You can and should catch such cases early with monitoring, but our platform team was extremely tiny, especially for how many developers it served.
you can layer high priority service and low priority service better if you use some buffer.
Would it be possible for you to explain "you can layer high priority service and low priority service better if you use some buffer" further?
you want those low priory cgroup to use the extra memory if it’s available (not used by a high priority cgroup)
it a high priority cgroup need the memory it steal it from the low priority cgroup up to the minimum guaranteed to this low priority cgroup.
this low priority cgroup memory contention will turns into IO pressure from page faults. Then IO limit on the low priority cgroup will cap how much IO it can generate by throttling it.
Meanwhile the high priority cgroup use it’s guaranteed cpu, guaranteed IO and guaranteed memory with no hiccup.

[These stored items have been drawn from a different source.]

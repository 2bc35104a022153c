//! In-memory library store.
//!
//! A process-wide map of library handles. Each handle owns the library
//! entity, its document and chunk maps, and the index, all behind one
//! `tokio::sync::RwLock`: many concurrent readers, one writer, fair FIFO
//! queuing, and newly arriving readers queue behind a waiting writer so
//! search traffic cannot starve mutations.
//!
//! The outer map lock is synchronous and only guards handle insertion and
//! removal; it is never held across a suspension point.

use parking_lot::RwLock as SyncRwLock;
use std::collections::HashMap;
use std::sync::Arc;
use tokio::sync::RwLock;

use crate::index::{build_index, VectorIndex};
use crate::schema::{Chunk, Document, Library};

/// Everything guarded by a library's reader/writer lock.
pub struct LibraryState {
    pub library: Library,
    pub documents: HashMap<String, Document>,
    pub chunks: HashMap<String, Chunk>,
    pub index: Box<dyn VectorIndex>,
}

impl LibraryState {
    /// Fresh state with an empty index of the library's declared kind.
    pub fn new(library: Library) -> Self {
        let index = build_index(library.dims, &library.index_params);
        Self {
            library,
            documents: HashMap::new(),
            chunks: HashMap::new(),
            index,
        }
    }

    /// Full id -> embedding snapshot, as `rebuild` consumes it.
    pub fn chunk_snapshot(&self) -> HashMap<String, Vec<f32>> {
        self.chunks
            .iter()
            .map(|(id, c)| (id.clone(), c.embedding.clone()))
            .collect()
    }

    /// All chunk embeddings in ascending chunk-id order. Training consumes
    /// samples in this order so results are reproducible across restarts.
    pub fn embeddings_sorted(&self) -> Vec<Vec<f32>> {
        let mut ids: Vec<&String> = self.chunks.keys().collect();
        ids.sort();
        ids.iter()
            .filter_map(|id| self.chunks.get(*id).map(|c| c.embedding.clone()))
            .collect()
    }
}

/// One library plus its lock.
pub struct LibraryHandle {
    pub id: String,
    pub state: RwLock<LibraryState>,
}

impl LibraryHandle {
    pub fn new(state: LibraryState) -> Arc<Self> {
        Arc::new(Self {
            id: state.library.id.clone(),
            state: RwLock::new(state),
        })
    }
}

/// Process-wide `library_id -> handle` map.
#[derive(Default)]
pub struct LibraryStore {
    handles: SyncRwLock<HashMap<String, Arc<LibraryHandle>>>,
}

impl LibraryStore {
    pub fn new() -> Self {
        Self::default()
    }

    pub fn insert(&self, handle: Arc<LibraryHandle>) {
        self.handles.write().insert(handle.id.clone(), handle);
    }

    pub fn get(&self, id: &str) -> Option<Arc<LibraryHandle>> {
        self.handles.read().get(id).cloned()
    }

    pub fn remove(&self, id: &str) -> Option<Arc<LibraryHandle>> {
        self.handles.write().remove(id)
    }

    /// Snapshot of all handles (for listing; per-library locks are taken by
    /// the caller, one at a time).
    pub fn all(&self) -> Vec<Arc<LibraryHandle>> {
        self.handles.read().values().cloned().collect()
    }

    pub fn len(&self) -> usize {
        self.handles.read().len()
    }

    pub fn is_empty(&self) -> bool {
        self.handles.read().is_empty()
    }
}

to learn more check « fbtax2 memory controller configuration » at https://facebookmicrosites.github.io/cgroup2/docs/memory-con...
This mean global reclaim algorithm can look at all cgroup "memory.low", and reclaim first from cgroups that are using more than their "memory.low" config.
You need to make sure that the sum of all cgroup "memory.low" is still below total memory available. Leaving 20% buffer for when the whole system is under stress is a good rule of thumb.
In addition, any memory that's guaranteed but unused can be allocated to other processes, further optimizing memory utilization.
The whole point is to scale out, not up.
KEDA [0] lets you scale on any number of things - basically if you scrape it with Prometheus, you can scale on it.
[0] https://keda.sh
> For per-pod resource metrics (like CPU), the controller fetches the metrics from the resource metrics API for each Pod targeted by the HorizontalPodAutoscaler. Then, if a target utilization value is set, the controller calculates the utilization value as a percentage of the equivalent resource request on the containers in each Pod.
> ...
> Please note that if some of the Pod's containers do not have the relevant resource request set, CPU utilization for the Pod will not be defined and the autoscaler will not take any action for that metric.
https://kubernetes.io/docs/tasks/run-application/horizontal-...
Edit: here's the code: https://github.com/kubernetes/kubernetes/blob/3ffdfbe286ebce...
In the context of pods dynamically spinning up and spinning down, it's bad when a pod replica can't be allocated in the cluster "predictably" but there is nothing worse than when a new pod (new deployment) fails because "Marcus the pod" drank all the water and now I have to call DevOps and wait god knows how long before they spin up a new node to guarantee a spot for the new pod.
Bin-packing is a already an np-hard problem. If you remove limits from CPU then you're adding probabilities into the mix. So, for the love of god, always use limits unless you have a very specific use case.
Cluster autoscaler. No need to call anyone.